**Provided entries:**
::::

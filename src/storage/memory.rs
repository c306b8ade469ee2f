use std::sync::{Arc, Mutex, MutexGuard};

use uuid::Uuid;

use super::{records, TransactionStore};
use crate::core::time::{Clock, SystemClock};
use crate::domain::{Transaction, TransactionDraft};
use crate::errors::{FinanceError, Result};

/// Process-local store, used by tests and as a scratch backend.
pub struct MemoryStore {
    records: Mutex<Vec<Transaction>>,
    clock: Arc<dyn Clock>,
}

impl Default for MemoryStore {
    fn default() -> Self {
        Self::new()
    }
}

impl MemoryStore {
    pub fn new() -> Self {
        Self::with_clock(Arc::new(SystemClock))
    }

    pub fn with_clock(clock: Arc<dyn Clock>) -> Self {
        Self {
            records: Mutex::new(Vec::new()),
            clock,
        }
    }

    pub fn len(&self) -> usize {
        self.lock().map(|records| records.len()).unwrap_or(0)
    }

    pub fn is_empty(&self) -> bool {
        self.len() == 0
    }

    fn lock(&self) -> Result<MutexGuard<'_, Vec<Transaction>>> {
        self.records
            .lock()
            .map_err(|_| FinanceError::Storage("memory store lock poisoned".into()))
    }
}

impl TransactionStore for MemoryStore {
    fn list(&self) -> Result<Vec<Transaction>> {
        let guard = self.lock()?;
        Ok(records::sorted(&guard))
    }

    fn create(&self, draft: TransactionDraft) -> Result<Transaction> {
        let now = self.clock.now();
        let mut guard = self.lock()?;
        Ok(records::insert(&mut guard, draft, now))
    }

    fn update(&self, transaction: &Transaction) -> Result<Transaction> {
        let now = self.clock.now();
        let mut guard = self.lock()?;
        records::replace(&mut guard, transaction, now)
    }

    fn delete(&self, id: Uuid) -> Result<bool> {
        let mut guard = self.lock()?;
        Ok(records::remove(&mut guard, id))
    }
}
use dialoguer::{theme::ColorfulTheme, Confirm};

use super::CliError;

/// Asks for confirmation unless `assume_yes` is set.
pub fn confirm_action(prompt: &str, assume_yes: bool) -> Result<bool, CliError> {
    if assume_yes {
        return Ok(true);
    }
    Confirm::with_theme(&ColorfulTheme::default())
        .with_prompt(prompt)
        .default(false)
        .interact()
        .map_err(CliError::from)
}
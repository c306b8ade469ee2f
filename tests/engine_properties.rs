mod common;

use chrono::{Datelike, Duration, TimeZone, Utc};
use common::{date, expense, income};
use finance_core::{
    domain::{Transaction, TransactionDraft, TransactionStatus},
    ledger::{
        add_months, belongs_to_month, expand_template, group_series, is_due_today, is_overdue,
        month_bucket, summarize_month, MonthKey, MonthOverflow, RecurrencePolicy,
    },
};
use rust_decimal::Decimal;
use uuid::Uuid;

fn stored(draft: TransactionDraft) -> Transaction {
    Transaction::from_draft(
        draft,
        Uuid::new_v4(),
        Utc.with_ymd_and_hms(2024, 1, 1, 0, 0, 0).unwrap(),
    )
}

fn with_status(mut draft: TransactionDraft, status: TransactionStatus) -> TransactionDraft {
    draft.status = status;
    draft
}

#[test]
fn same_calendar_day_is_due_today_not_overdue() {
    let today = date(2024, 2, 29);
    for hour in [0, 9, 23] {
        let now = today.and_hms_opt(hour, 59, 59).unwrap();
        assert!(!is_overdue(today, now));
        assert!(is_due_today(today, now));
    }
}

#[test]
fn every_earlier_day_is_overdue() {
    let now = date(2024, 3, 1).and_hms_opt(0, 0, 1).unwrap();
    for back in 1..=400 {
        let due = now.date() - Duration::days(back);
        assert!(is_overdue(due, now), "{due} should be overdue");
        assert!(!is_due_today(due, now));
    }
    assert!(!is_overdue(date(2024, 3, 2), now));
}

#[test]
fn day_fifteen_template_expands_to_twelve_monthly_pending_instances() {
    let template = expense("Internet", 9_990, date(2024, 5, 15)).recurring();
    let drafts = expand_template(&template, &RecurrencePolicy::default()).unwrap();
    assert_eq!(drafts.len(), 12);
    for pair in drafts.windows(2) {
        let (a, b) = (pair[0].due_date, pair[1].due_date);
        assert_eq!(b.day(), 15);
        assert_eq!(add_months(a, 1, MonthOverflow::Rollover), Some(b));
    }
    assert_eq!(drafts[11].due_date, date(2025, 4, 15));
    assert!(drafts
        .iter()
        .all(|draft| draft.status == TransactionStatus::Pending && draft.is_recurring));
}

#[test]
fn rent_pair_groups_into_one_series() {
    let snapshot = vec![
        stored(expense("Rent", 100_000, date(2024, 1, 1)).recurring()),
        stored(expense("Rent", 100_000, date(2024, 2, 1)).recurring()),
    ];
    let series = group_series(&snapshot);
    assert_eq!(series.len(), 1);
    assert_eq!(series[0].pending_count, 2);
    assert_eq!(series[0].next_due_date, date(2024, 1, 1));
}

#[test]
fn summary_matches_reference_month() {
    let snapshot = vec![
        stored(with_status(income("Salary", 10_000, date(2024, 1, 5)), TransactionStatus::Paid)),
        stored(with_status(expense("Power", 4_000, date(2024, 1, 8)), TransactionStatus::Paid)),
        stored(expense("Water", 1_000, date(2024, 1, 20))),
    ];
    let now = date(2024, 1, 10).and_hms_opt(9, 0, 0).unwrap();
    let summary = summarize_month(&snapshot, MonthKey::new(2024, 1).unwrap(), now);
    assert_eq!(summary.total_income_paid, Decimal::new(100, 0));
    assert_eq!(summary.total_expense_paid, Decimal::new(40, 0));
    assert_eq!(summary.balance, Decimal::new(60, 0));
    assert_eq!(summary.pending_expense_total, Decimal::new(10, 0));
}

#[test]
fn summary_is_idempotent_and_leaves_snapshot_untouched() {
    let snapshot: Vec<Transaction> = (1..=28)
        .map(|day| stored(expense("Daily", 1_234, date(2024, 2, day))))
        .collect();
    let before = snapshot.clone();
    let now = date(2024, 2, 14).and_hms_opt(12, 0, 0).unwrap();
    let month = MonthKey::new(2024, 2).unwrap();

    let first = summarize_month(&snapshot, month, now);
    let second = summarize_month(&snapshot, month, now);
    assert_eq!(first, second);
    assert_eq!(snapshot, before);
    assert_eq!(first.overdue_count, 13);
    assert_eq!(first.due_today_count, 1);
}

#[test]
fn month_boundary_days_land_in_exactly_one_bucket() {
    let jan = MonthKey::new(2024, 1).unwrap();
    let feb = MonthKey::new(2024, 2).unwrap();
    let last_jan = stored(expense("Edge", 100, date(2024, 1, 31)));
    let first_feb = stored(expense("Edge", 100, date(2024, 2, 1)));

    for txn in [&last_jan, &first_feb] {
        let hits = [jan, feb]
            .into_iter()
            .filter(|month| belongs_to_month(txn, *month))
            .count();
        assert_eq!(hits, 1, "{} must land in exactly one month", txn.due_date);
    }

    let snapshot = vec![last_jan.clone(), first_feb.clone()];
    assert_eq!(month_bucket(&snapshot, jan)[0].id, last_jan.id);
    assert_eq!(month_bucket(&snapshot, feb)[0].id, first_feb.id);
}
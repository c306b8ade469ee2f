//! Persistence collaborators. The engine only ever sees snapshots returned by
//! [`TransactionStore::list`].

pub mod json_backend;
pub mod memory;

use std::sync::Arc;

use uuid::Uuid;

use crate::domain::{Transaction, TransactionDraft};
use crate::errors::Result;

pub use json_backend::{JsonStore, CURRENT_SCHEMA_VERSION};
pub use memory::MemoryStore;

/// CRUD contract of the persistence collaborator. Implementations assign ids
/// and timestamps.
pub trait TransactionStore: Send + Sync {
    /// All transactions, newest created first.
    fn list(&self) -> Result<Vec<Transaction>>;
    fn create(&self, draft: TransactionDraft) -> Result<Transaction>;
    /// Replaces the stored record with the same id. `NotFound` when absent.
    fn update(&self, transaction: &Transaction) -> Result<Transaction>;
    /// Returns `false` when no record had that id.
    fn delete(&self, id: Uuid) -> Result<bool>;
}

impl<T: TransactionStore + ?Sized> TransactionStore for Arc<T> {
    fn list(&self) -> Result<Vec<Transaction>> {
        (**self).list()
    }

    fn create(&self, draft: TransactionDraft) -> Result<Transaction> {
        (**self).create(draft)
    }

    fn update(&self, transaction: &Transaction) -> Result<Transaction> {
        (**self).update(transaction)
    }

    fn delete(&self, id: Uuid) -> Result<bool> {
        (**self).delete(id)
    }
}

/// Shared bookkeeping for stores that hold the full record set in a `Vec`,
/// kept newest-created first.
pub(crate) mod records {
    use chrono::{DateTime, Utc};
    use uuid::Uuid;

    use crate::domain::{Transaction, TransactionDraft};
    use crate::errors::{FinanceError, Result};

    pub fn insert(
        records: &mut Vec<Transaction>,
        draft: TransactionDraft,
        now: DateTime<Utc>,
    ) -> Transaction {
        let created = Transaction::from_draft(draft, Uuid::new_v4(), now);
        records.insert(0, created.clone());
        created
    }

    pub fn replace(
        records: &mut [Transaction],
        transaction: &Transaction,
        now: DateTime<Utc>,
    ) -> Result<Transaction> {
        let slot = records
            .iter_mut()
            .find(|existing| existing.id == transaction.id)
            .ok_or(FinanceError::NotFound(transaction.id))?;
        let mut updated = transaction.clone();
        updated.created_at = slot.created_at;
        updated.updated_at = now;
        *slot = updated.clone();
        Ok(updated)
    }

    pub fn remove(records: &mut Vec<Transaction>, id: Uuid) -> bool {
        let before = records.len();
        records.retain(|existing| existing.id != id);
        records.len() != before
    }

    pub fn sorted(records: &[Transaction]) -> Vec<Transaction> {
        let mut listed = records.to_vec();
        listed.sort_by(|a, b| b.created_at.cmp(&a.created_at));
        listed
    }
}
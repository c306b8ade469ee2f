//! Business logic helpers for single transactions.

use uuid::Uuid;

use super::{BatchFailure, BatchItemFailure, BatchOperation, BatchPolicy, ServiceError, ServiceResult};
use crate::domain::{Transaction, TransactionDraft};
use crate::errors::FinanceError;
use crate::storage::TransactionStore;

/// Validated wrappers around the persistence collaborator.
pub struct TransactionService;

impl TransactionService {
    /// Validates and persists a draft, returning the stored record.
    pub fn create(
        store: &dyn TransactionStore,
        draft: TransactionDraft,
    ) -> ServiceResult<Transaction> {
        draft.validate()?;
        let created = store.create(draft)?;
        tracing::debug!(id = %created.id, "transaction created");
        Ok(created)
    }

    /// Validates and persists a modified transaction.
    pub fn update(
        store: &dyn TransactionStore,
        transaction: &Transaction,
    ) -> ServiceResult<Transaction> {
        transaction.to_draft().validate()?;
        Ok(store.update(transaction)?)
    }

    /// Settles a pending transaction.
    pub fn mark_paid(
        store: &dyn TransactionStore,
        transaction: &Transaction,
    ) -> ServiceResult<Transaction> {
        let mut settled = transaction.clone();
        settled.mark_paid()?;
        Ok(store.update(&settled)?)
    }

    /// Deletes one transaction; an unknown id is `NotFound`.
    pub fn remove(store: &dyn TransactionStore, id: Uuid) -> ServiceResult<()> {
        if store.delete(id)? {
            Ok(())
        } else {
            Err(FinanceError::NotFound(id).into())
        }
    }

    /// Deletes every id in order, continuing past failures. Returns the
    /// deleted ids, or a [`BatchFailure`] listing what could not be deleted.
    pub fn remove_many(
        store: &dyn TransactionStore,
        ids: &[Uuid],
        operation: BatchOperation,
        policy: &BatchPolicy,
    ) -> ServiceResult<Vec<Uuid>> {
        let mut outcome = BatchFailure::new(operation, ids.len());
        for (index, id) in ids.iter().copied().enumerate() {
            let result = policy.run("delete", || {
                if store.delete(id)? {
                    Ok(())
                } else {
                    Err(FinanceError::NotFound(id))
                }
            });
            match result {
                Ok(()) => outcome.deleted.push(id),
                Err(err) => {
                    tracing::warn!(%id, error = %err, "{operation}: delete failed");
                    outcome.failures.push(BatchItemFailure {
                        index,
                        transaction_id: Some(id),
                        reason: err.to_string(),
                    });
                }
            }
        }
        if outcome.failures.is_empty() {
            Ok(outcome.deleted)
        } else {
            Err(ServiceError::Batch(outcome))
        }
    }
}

::::

**Task prompt:** I need every line of the data that has the word "push"; please list them.

**Output below:**
                Ok(()) => outcome.deleted.push(id),
                    outcome.failures.push(BatchItemFailure {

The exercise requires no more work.